A function for parsing Directory of Open Access Books (DOAB) data into a SFR-compliant data model. The records from DOAB are comprised of books that have been explicitly issued with a CreativeCommons by-nc-nd 4.0 license and which are readable both online and as a downloadable PDF.
This function retrieves these records by querying DOAB's OAI-PMH feed for records updated in a provided time period, parsing them, and placing them in the SFR data ingest pipeline (alongside records also retrieved from Project Gutenberg and HathiTrust)
Python 3.6+ (written with Python 3.7)
- boto3
- lxml
- marcalyx
- pyyaml
This function is based on the Python Lambda Boilerplate and can be run/development with the help of the make commands made available through that repository.

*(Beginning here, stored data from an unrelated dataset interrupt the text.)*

//! Oeffentliche Typen fuer den Blob-Store

use serde::{Deserialize, Serialize};

/// Art eines Blobs
///
/// Bestimmt MIME-Praefix, Groessen-Obergrenze und Ablage-Unterordner.
#[derive(Debug, Clone, Copy, PartialEq, Eq, Serialize, Deserialize)]
#[serde(rename_all = "lowercase")]
pub enum BlobArt {
    #[serde(rename = "profile")]
    Profil,
    #[serde(rename = "image")]
    Bild,
    Video,
    #[serde(rename = "voice")]
    Sprache,
}

impl BlobArt {
    /// Erforderliches MIME-Praefix des deklarierten Typs
    pub fn mime_praefix(&self) -> &'static str {
        match self {
            Self::Profil | Self::Bild => "image/",
            Self::Video => "video/",
            Self::Sprache => "audio/",
        }
    }

    /// Groessen-Obergrenze in Bytes
    pub fn max_groesse(&self) -> u64 {
        match self {
            Self::Profil => 5 * 1024 * 1024,
            Self::Bild | Self::Sprache => 10 * 1024 * 1024,
            Self::Video => 50 * 1024 * 1024,
        }
    }

    /// Ablage-Unterordner relativ zum Upload-Wurzelverzeichnis
    ///
    /// Profilbilder liegen direkt in der Wurzel.
    pub fn unterordner(&self) -> &'static str {
        match self {
            Self::Profil => "",
            Self::Bild => "images",
            Self::Video => "videos",
            Self::Sprache => "voice",
        }
    }
}

/// Daten zum Ablegen eines Blobs
#[derive(Debug)]
pub struct BlobUpload {
    pub art: BlobArt,
    pub original_name: String,
    /// Vom Client deklarierter MIME-Typ
    pub declared_mime: String,
    pub daten: Vec<u8>,
}

/// Verweis auf einen abgelegten Blob
///
/// Genau das Tupel das das Relay in Medien-Nachrichten einbettet.
#[derive(Debug, Clone, PartialEq, Eq, Serialize, Deserialize)]
pub struct BlobRef {
    /// Abruf-URL relativ zur Server-Wurzel
    pub url: String,
    pub original_name: String,
    pub size_bytes: u64,
    /// SHA-256 der abgelegten Bytes (hex)
    pub checksum: String,
}
//! Gemeinsame Identifikations- und Domaenentypen fuer Plausch
//!
//! Alle IDs verwenden das Newtype-Pattern um Verwechslungen zwischen
//! verschiedenen ID-Arten zur Compilezeit auszuschliessen. Die Art-Enums
//! sind geschlossen: jede Konsumstelle matcht erschoepfend, eine
//! unbehandelte Art kann keinen Client erreichen.

use serde::{Deserialize, Serialize};
use uuid::Uuid;

/// Eindeutige Verbindungs-ID
///
/// Wird beim Socket-Accept vergeben und innerhalb einer Prozesslaufzeit
/// nie wiederverwendet. Jeder Socket bekommt eine frische ID – eine
/// Reconnect-Verbindung ist eine neue Verbindung.
#[derive(Debug, Clone, Copy, PartialEq, Eq, Hash, Serialize, Deserialize)]
pub struct ConnectionId(pub Uuid);

impl ConnectionId {
    /// Erstellt eine neue zufaellige ConnectionId
    pub fn new() -> Self {
        Self(Uuid::new_v4())
    }

    /// Gibt die innere UUID zurueck
    pub fn inner(&self) -> Uuid {
        self.0
    }
}

impl Default for ConnectionId {
    fn default() -> Self {
        Self::new()
    }
}

impl std::fmt::Display for ConnectionId {
    fn fmt(&self, f: &mut std::fmt::Formatter<'_>) -> std::fmt::Result {
        write!(f, "conn:{}", self.0)
    }
}

/// Eindeutiges Anruf-Token
///
/// Identifiziert eine Anruf-Verhandlung von `ringing` bis `ended`.
#[derive(Debug, Clone, Copy, PartialEq, Eq, Hash, Serialize, Deserialize)]
pub struct CallId(pub Uuid);

impl CallId {
    /// Erstellt eine neue zufaellige CallId
    pub fn new() -> Self {
        Self(Uuid::new_v4())
    }

    /// Gibt die innere UUID zurueck
    pub fn inner(&self) -> Uuid {
        self.0
    }
}

impl Default for CallId {
    fn default() -> Self {
        Self::new()
    }
}

impl std::fmt::Display for CallId {
    fn fmt(&self, f: &mut std::fmt::Formatter<'_>) -> std::fmt::Result {
        write!(f, "call:{}", self.0)
    }
}

/// Online-Status einer Verbindung
///
/// Eine getrennte Verbindung wird zunaechst nur auf `Offline` gesetzt und
/// erst nach Ablauf der Bereinigungsfrist aus der Registry entfernt.
#[derive(Debug, Clone, Copy, PartialEq, Eq, Serialize, Deserialize)]
#[serde(rename_all = "lowercase")]
pub enum OnlineStatus {
    Online,
    Offline,
}

/// Art einer Chat-Nachricht
#[derive(Debug, Clone, Copy, PartialEq, Eq, Serialize, Deserialize)]
#[serde(rename_all = "lowercase")]
pub enum NachrichtenArt {
    Text,
    #[serde(rename = "image")]
    Bild,
    Video,
    #[serde(rename = "voice")]
    Sprache,
}

impl NachrichtenArt {
    /// Gibt true zurueck wenn die Nachricht einen Medien-Verweis traegt
    pub fn ist_medien(&self) -> bool {
        !matches!(self, Self::Text)
    }
}

/// Modus eines Anrufs
#[derive(Debug, Clone, Copy, PartialEq, Eq, Serialize, Deserialize)]
#[serde(rename_all = "lowercase")]
pub enum AnrufModus {
    Voice,
    Video,
}

/// Zustand eines Anrufs
///
/// `Abgelehnt` und `Beendet` sind terminal: der Anruf-Eintrag wird beim
/// Eintritt sofort aus der Live-Tabelle entfernt.
#[derive(Debug, Clone, Copy, PartialEq, Eq, Serialize, Deserialize)]
#[serde(rename_all = "lowercase")]
pub enum AnrufZustand {
    #[serde(rename = "ringing")]
    Klingelt,
    #[serde(rename = "accepted")]
    Angenommen,
    #[serde(rename = "declined")]
    Abgelehnt,
    #[serde(rename = "ended")]
    Beendet,
}

impl AnrufZustand {
    /// Gibt true zurueck wenn der Zustand terminal ist
    pub fn ist_terminal(&self) -> bool {
        matches!(self, Self::Abgelehnt | Self::Beendet)
    }
}

/// Art eines WebRTC-Signalisierungs-Payloads
///
/// Alle drei Arten laufen ueber dieselbe Relay-Operation.
#[derive(Debug, Clone, Copy, PartialEq, Eq, Serialize, Deserialize)]
#[serde(rename_all = "lowercase")]
pub enum SignalArt {
    Offer,
    Answer,
    #[serde(rename = "ice")]
    IceKandidat,
}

- LOG_LEVEL: Set to a standard logging level (default: info)
- DOAB_OAI_ROOT: Root URL of the DOAB OAI-PMH feed (currently: https://www.doabooks.org/oai?verb=ListRecords)
- LOAD_DAYS_AGO: Number of days ago from which to load DOAB records (Note: Must be provided as a string, e.g.
'1') - MARC_RELATORS: URL to LoC hosted JSON document of MARC relators (currently: http://id.loc.gov/vocabulary/relators.json)
- OUTPUT_STREAM: Name of Kinesis stream to place parsed records into
- OUTPUT_SHARD: Shard to place records in (A good default value is:
'0')
This function can be trigged through a CloudWatch event to run at a regularly scheduled interval, or can be trigger to run locally to retrieve a single record. This mode of operation is useful for testing. The event required to trigger this single ingest should be formatted as follows:
{
"source": "local.url",
"url": "[URL to single OAI-PMH record]"
}It is recommended that local development and testing of this function be done in a virtual environment.
Tests can be run via the make test and linting through make lint command and local execution (using a local CSV file) can be done with make local-run
To deploy the function to a Lambda in you AWS environment run make deploy ENV=[environment] where environment designates the desired YAML file you'd like to deploy with.